What the standard(s) say about the order of readdir()
's results
A while back I wrote about the pragmatic answer to what order
readdir()
returns results in. Inspired by a
high-scoring Stackoverflow answer
to a question about readdir()
's order,
today's topic is what the standards have to say about this. Or at
least the readily accessible Single Unix Standard, since you can find that online.

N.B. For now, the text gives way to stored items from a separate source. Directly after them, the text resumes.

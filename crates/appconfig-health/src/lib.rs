//! appconfig-health: liveness probe for configuration-service endpoints.
//!
//! A probe reads a fixed set of configuration keys from one endpoint and
//! reports healthy when every read succeeds. The first failing read makes
//! the whole check fail, carrying the read error for diagnostics.
//!
//! # Architecture
//!
//! ```text
//! AppConfigurationCheckBuilder ── register() ──▶ HealthCheckRegistration
//!                                                  │ build(&ServiceContext)
//!                                                  ▼
//! HealthCheckService / HealthMonitor ──▶ AppConfigurationHealthCheck
//!                                          ├── ClientCache (endpoint → client)
//!                                          │     └── ClientFactory → HttpConfigurationClient
//!                                          └── get_setting(key) per key, raced
//!                                              against the CancelSignal
//! ```
//!
//! # Client cache
//!
//! Clients are cached per endpoint and never evicted. The cache is an
//! explicit [`ClientCache`] value: registrations carry one, and a
//! [`ClientCache`] placed in the [`ServiceContext`] takes precedence so one
//! cache can be shared across every probe a host builds.

pub mod cache;
pub mod cancel;
pub mod checker;
pub mod client;
pub mod credential;
pub mod endpoint;
pub mod error;
pub mod monitor;
pub mod options;
pub mod registration;
pub mod registry;
pub mod settings;

pub use cache::ClientCache;
pub use cancel::{CancelHandle, CancelSignal};
pub use checker::{AppConfigurationHealthCheck, ProbeResult};
pub use client::{
    ClientFactory, ConfigurationClient, ConfigurationSetting, HttpClientFactory,
    HttpConfigurationClient,
};
pub use credential::{AccessToken, CredentialError, StaticTokenCredential, TokenCredential};
pub use endpoint::Endpoint;
pub use error::{Cancelled, ConstructionError, ReadError, ReadResult};
pub use monitor::{
    HealthCheckService, HealthMonitor, HealthReport, HealthReportEntry, StatusCallback, StatusFuture,
};
pub use options::AppConfigurationOptions;
pub use registration::{AppConfigurationCheckBuilder, DEFAULT_CHECK_NAME};
pub use registry::{
    HealthCheck, HealthCheckContext, HealthCheckRegistration, HealthCheckResult,
    HealthChecksBuilder, HealthStatus, ServiceContext,
};
pub use settings::ProbeSettings;
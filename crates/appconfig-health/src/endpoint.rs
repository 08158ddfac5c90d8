//! Configuration-service endpoint addresses.

use std::fmt;

use http::Uri;

use crate::error::ConstructionError;

/// A validated `http`/`https` address of a configuration-service instance.
///
/// Equality and hashing use the parsed URI, so the same address always maps
/// to the same cached client.
#[derive(Debug, Clone, PartialEq, Eq, Hash)]
pub struct Endpoint {
    uri: Uri,
}

impl Endpoint {
    /// Parse and validate an endpoint address. Surrounding whitespace is ignored.
    pub fn parse(input: &str) -> Result<Self, ConstructionError> {
        let trimmed = input.trim();
        if trimmed.is_empty() {
            return Err(ConstructionError::invalid("endpoint", "must not be empty"));
        }

        let uri: Uri = trimmed
            .parse()
            .map_err(|e| ConstructionError::invalid("endpoint", format!("{trimmed}: {e}")))?;

        match uri.scheme_str() {
            Some("http") | Some("https") => {}
            Some(other) => {
                return Err(ConstructionError::invalid(
                    "endpoint",
                    format!("unsupported scheme `{other}`"),
                ));
            }
            None => {
                return Err(ConstructionError::invalid(
                    "endpoint",
                    format!("{trimmed}: missing scheme"),
                ));
            }
        }

        if uri.host().is_none_or(str::is_empty) {
            return Err(ConstructionError::invalid(
                "endpoint",
                format!("{trimmed}: missing host"),
            ));
        }

        Ok(Self { uri })
    }

    /// Whether reads go over TLS.
    pub fn is_https(&self) -> bool {
        self.uri.scheme_str() == Some("https")
    }

    /// Host as written in the URI; IPv6 literals keep their brackets.
    pub fn host(&self) -> &str {
        self.uri.host().unwrap_or_default()
    }

    /// Host for socket lookup and TLS server names, without IPv6 brackets.
    pub fn connect_host(&self) -> &str {
        let host = self.host();
        host.strip_prefix('[')
            .and_then(|h| h.strip_suffix(']'))
            .unwrap_or(host)
    }

    /// Explicit port, or the scheme default.
    pub fn port(&self) -> u16 {
        self.uri
            .port_u16()
            .unwrap_or(if self.is_https() { 443 } else { 80 })
    }

    /// Value for the `Host` header; omits default ports.
    pub fn authority(&self) -> String {
        match self.uri.port_u16() {
            Some(port) => format!("{}:{port}", self.host()),
            None => self.host().to_string(),
        }
    }

    /// Path prefix without a trailing slash (`""` for a bare host).
    pub fn base_path(&self) -> &str {
        self.uri.path().trim_end_matches('/')
    }
}

impl fmt::Display for Endpoint {
    fn fmt(&self, f: &mut fmt::Formatter<'_>) -> fmt::Result {
        write!(f, "{}", self.uri)
    }
}

#[cfg(test)]
mod tests {
    use super::*;

    #[test]
    fn parses_https_endpoint() {
        let ep = Endpoint::parse("https://demo.azconfig.io").unwrap();
        assert!(ep.is_https());
        assert_eq!(ep.host(), "demo.azconfig.io");
        assert_eq!(ep.port(), 443);
        assert_eq!(ep.authority(), "demo.azconfig.io");
        assert_eq!(ep.base_path(), "");
    }

    #[test]
    fn parses_http_endpoint_with_port_and_path() {
        let ep = Endpoint::parse(" http://localhost:8080/config/ ").unwrap();
        assert!(!ep.is_https());
        assert_eq!(ep.port(), 8080);
        assert_eq!(ep.authority(), "localhost:8080");
        assert_eq!(ep.base_path(), "/config");
    }

    #[test]
    fn ipv6_literal_strips_brackets_for_connect() {
        let ep = Endpoint::parse("http://[::1]:8080").unwrap();
        assert_eq!(ep.host(), "[::1]");
        assert_eq!(ep.connect_host(), "::1");
        assert_eq!(ep.authority(), "[::1]:8080");

        let tls = Endpoint::parse("https://[2001:db8::1]").unwrap();
        assert_eq!(tls.connect_host(), "2001:db8::1");
        assert_eq!(tls.port(), 443);
        assert_eq!(tls.authority(), "[2001:db8::1]");
    }

    #[test]
    fn rejects_empty_endpoint() {
        let err = Endpoint::parse("   ").unwrap_err();
        assert!(matches!(
            err,
            ConstructionError::InvalidArgument { name: "endpoint", .. }
        ));
    }

    #[test]
    fn rejects_unsupported_scheme() {
        assert!(Endpoint::parse("ftp://demo.azconfig.io").is_err());
    }

    #[test]
    fn rejects_relative_reference() {
        assert!(Endpoint::parse("demo.azconfig.io/kv").is_err());
    }

    #[test]
    fn equal_addresses_are_equal_endpoints() {
        let a = Endpoint::parse("http://localhost").unwrap();
        let b = Endpoint::parse("http://localhost").unwrap();
        assert_eq!(a, b);
        assert_ne!(a, Endpoint::parse("http://localhost:81").unwrap());
    }
}
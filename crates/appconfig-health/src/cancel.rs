//! Cooperative cancellation for running checks.

use tokio::sync::watch;

/// Triggers cancellation for every [`CancelSignal`] cloned from its pair.
#[derive(Debug)]
pub struct CancelHandle {
    tx: watch::Sender<bool>,
}

impl CancelHandle {
    pub fn cancel(&self) {
        let _ = self.tx.send(true);
    }
}

/// Observes a [`CancelHandle`].
///
/// If the handle is dropped without cancelling, the signal never fires.
#[derive(Debug, Clone)]
pub struct CancelSignal {
    rx: watch::Receiver<bool>,
}

impl CancelSignal {
    pub fn new() -> (CancelHandle, CancelSignal) {
        let (tx, rx) = watch::channel(false);
        (CancelHandle { tx }, CancelSignal { rx })
    }

    /// A signal that is never cancelled.
    pub fn never() -> Self {
        let (_handle, signal) = Self::new();
        signal
    }

    pub fn is_cancelled(&self) -> bool {
        *self.rx.borrow()
    }

    /// Resolves once cancellation is requested.
    pub async fn cancelled(&self) {
        let mut rx = self.rx.clone();
        if rx.wait_for(|cancelled| *cancelled).await.is_err() {
            // Handle dropped without cancelling.
            std::future::pending::<()>().await;
        }
    }
}
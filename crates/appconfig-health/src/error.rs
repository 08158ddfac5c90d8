//! Error types for probe construction and key reads.

use thiserror::Error;

/// Result type alias for configuration-service reads.
pub type ReadResult<T> = Result<T, ReadError>;

/// Setup-time failures. Raised before any check runs.
///
/// `MissingArgument` is the invalid-argument case for an argument that was
/// never supplied; [`is_invalid_argument`](Self::is_invalid_argument) covers
/// both.
#[derive(Debug, Clone, PartialEq, Eq, Error)]
pub enum ConstructionError {
    /// An argument was supplied but failed validation.
    #[error("invalid argument `{name}`: {reason}")]
    InvalidArgument { name: &'static str, reason: String },

    /// A required argument (endpoint, credential) was not supplied.
    #[error("missing required argument `{0}`")]
    MissingArgument(&'static str),

    /// The TLS client configuration could not be built.
    #[error("tls configuration error: {0}")]
    Tls(String),
}

impl ConstructionError {
    pub(crate) fn invalid(name: &'static str, reason: impl Into<String>) -> Self {
        Self::InvalidArgument {
            name,
            reason: reason.into(),
        }
    }

    /// Whether this error rejects a caller-supplied (or missing) argument.
    pub fn is_invalid_argument(&self) -> bool {
        self.argument().is_some()
    }

    /// Name of the offending argument, if the error concerns one.
    pub fn argument(&self) -> Option<&'static str> {
        match self {
            Self::InvalidArgument { name, .. } | Self::MissingArgument(name) => Some(*name),
            Self::Tls(_) => None,
        }
    }
}

/// Failures surfaced while reading a single configuration key.
///
/// Carried inside an unhealthy [`HealthCheckResult`](crate::HealthCheckResult),
/// so it is `Clone` and comparable.
#[derive(Debug, Clone, PartialEq, Eq, Error)]
pub enum ReadError {
    #[error("credential error: {0}")]
    Credential(String),

    #[error("connection failed: {0}")]
    Connect(String),

    #[error("tls handshake failed: {0}")]
    Tls(String),

    #[error("http error: {0}")]
    Http(String),

    #[error("configuration key not found: {key}")]
    NotFound { key: String },

    #[error("request rejected with status {status}")]
    Unauthorized { status: u16 },

    #[error("unexpected status {status} reading key {key}")]
    Status { key: String, status: u16 },

    #[error("failed to decode setting: {0}")]
    Decode(String),
}

/// Raised when the caller cancels a check that is still running.
#[derive(Debug, Clone, Copy, PartialEq, Eq, Error)]
#[error("health check cancelled")]
pub struct Cancelled;
//! Durable file writes.
//!
//! Outputs are staged into `*.tmp` siblings and synced before anything is
//! replaced. A multi-file commit keeps `*.bak` copies of the files it replaces
//! until every rename has succeeded, and puts them back if one fails.

use std::ffi::OsString;
use std::fs::File;
use std::io::Write;
use std::path::{Path, PathBuf};
use thiserror::Error;
use tracing::{debug, error, warn};

#[derive(Debug, Error)]
pub enum StoreError {
    #[error("Failed to read {0}: {1}")]
    Read(PathBuf, #[source] std::io::Error),

    #[error("Failed to write {0}: {1}")]
    Write(PathBuf, #[source] std::io::Error),

    #[error("Failed to rename {0} to {1}: {2}")]
    Rename(PathBuf, PathBuf, #[source] std::io::Error),
}

/// Read a file, treating a missing file as `None`
pub fn read_optional(path: &Path) -> Result<Option<String>, StoreError> {
    match std::fs::read_to_string(path) {
        Ok(content) => Ok(Some(content)),
        Err(e) if e.kind() == std::io::ErrorKind::NotFound => Ok(None),
        Err(e) => Err(StoreError::Read(path.to_path_buf(), e)),
    }
}

/// Replace a single file through a synced temp file
pub fn write_atomic(path: &Path, content: &str) -> Result<(), StoreError> {
    let temp = sibling(path, ".tmp");
    if let Err(e) = write_synced(&temp, content) {
        let _ = std::fs::remove_file(&temp);
        return Err(e);
    }
    std::fs::rename(&temp, path).map_err(|e| {
        let _ = std::fs::remove_file(&temp);
        StoreError::Rename(temp.clone(), path.to_path_buf(), e)
    })
}

/// Replace several files as one unit.
///
/// Files are put in place in the given order. Either all of them end up with
/// the new content, or all of them keep what they held before.
pub fn commit(files: &[(PathBuf, String)]) -> Result<(), StoreError> {
    let staged: Vec<(PathBuf, PathBuf)> = files
        .iter()
        .map(|(target, _)| (sibling(target, ".tmp"), target.clone()))
        .collect();

    for ((temp, _), (_, content)) in staged.iter().zip(files) {
        if let Err(e) = write_synced(temp, content) {
            remove_temps(&staged);
            return Err(e);
        }
    }

    // Set existing files aside
    let mut backups: Vec<(PathBuf, PathBuf)> = Vec::new();
    for (_, target) in &staged {
        if !target.exists() {
            continue;
        }
        let backup = sibling(target, ".bak");
        if let Err(e) = std::fs::rename(target, &backup) {
            restore(&backups, &[]);
            remove_temps(&staged);
            return Err(StoreError::Rename(target.clone(), backup, e));
        }
        backups.push((backup, target.clone()));
    }

    let mut placed: Vec<PathBuf> = Vec::new();
    for (temp, target) in &staged {
        if let Err(e) = std::fs::rename(temp, target) {
            error!(target = %target.display(), error = %e, "Commit failed, rolling back");
            restore(&backups, &placed);
            remove_temps(&staged);
            return Err(StoreError::Rename(temp.clone(), target.clone(), e));
        }
        placed.push(target.clone());
    }

    for (backup, _) in &backups {
        if let Err(e) = std::fs::remove_file(backup) {
            warn!(backup = %backup.display(), error = %e, "Failed to remove backup");
        }
    }
    debug!(files = files.len(), "Committed");
    Ok(())
}

/// `path` with `suffix` appended to its file name
fn sibling(path: &Path, suffix: &str) -> PathBuf {
    let mut name: OsString = path
        .file_name()
        .map(OsString::from)
        .unwrap_or_default();
    name.push(suffix);
    path.with_file_name(name)
}

fn write_synced(path: &Path, content: &str) -> Result<(), StoreError> {
    let mut file = File::create(path).map_err(|e| StoreError::Write(path.to_path_buf(), e))?;
    file.write_all(content.as_bytes())
        .and_then(|_| file.sync_all())
        .map_err(|e| StoreError::Write(path.to_path_buf(), e))
}

/// Undo a partial commit: drop newly placed files, then bring back backups
fn restore(backups: &[(PathBuf, PathBuf)], placed: &[PathBuf]) {
    for target in placed {
        if backups.iter().all(|(_, original)| original != target) {
            let _ = std::fs::remove_file(target);
        }
    }
    for (backup, target) in backups {
        if let Err(e) = std::fs::rename(backup, target) {
            error!(
                backup = %backup.display(),
                target = %target.display(),
                error = %e,
                "Failed to restore backup"
            );
        }
    }
}

fn remove_temps(staged: &[(PathBuf, PathBuf)]) {
    for (temp, _) in staged {
        let _ = std::fs::remove_file(temp);
    }
}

Reading Unix standards, like reading any standard, requires just
as careful attention to what they don't say as to what they do say.
The SuS page on readdir()
contains a great deal of verbiage about how readdir()
behaves,
and it does say that readdir()
returns an ordered sequence of
all of the directory entries. However, it does not say anything
about what that order is. The conclusion is straightforward; since
the standard doesn't specify an ordering, it doesn't require any
particular one. A standards-conformant system is allowed to return
directory entries in whatever order it likes and a standards-conformant
program can't assume that directory entries are in any particular
order.
(I am not up on standards wonkery enough to understand what is implied
by requiring readdir()
to return an ordered sequence. Besides,
this may be seeing too much meaning in the wording of the SuS. Reading
standards is an exercise on alternately caring about the most tiny speck
and passing blithely over various large things, which is one reason I
don't like to do it very often.)
As it happens, this is also the pragmatic answer. Existing Unix
versions and existing (different) filesystems on single Unix versions
return filenames in different, unpredictable, and essentially random
orders. Any program that wants to use readdir()
needs to deal with
this, unless it is running in very unusual circumstances.